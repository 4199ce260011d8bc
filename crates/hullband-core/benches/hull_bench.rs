#![allow(missing_docs)]
#![allow(clippy::unwrap_used)]

use divan::bench;
use hullband_core::HullPipeline;
use hullband_core::codec::{pack_hulls, unpack_hulls};
use hullband_core::hull::build_hulls;
use hullband_core::image::MaskView;
use hullband_core::test_utils::blob_mask;
use rand::prelude::*;

fn main() {
    divan::main();
}

fn blobs_1080p() -> (Vec<u8>, usize, usize) {
    let (height, width) = (1080, 1920);
    let mut rng = StdRng::seed_from_u64(3);
    (blob_mask(&mut rng, height, width, 400), height, width)
}

#[bench(args = [false, true])]
fn bench_hulls_1080p_blobs(bencher: divan::Bencher, parallel: bool) {
    let (data, height, width) = blobs_1080p();
    let view = MaskView::new(&data, height, width).unwrap();
    let components = HullPipeline::new().run_full(&view).components;

    bencher.bench_local(|| build_hulls(&components, parallel));
}

#[bench]
fn bench_pack_unpack_1080p(bencher: divan::Bencher) {
    let (data, height, width) = blobs_1080p();
    let view = MaskView::new(&data, height, width).unwrap();
    let hulls = HullPipeline::new().run_full(&view).hulls;
    let mut hulls_indxs = vec![0u32; height * width];
    let mut pixels_indxs = vec![0u32; height * width];

    bencher.bench_local(|| {
        pack_hulls(&hulls, width, height, &mut hulls_indxs, &mut pixels_indxs);
        unpack_hulls(&hulls_indxs, &pixels_indxs, height, width, hulls.len())
    });
}

#[bench]
fn bench_full_pipeline_1080p(bencher: divan::Bencher) {
    let (data, height, width) = blobs_1080p();
    let view = MaskView::new(&data, height, width).unwrap();
    let pipeline = HullPipeline::new();
    let mut hulls_indxs = vec![0u32; height * width];
    let mut pixels_indxs = vec![0u32; height * width];

    bencher.bench_local(|| pipeline.run(&view, &mut hulls_indxs, &mut pixels_indxs));
}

WORK ITEM: State how many lines in the listing above contain "allow". Nothing else is needed.

FINISHED TASK: 2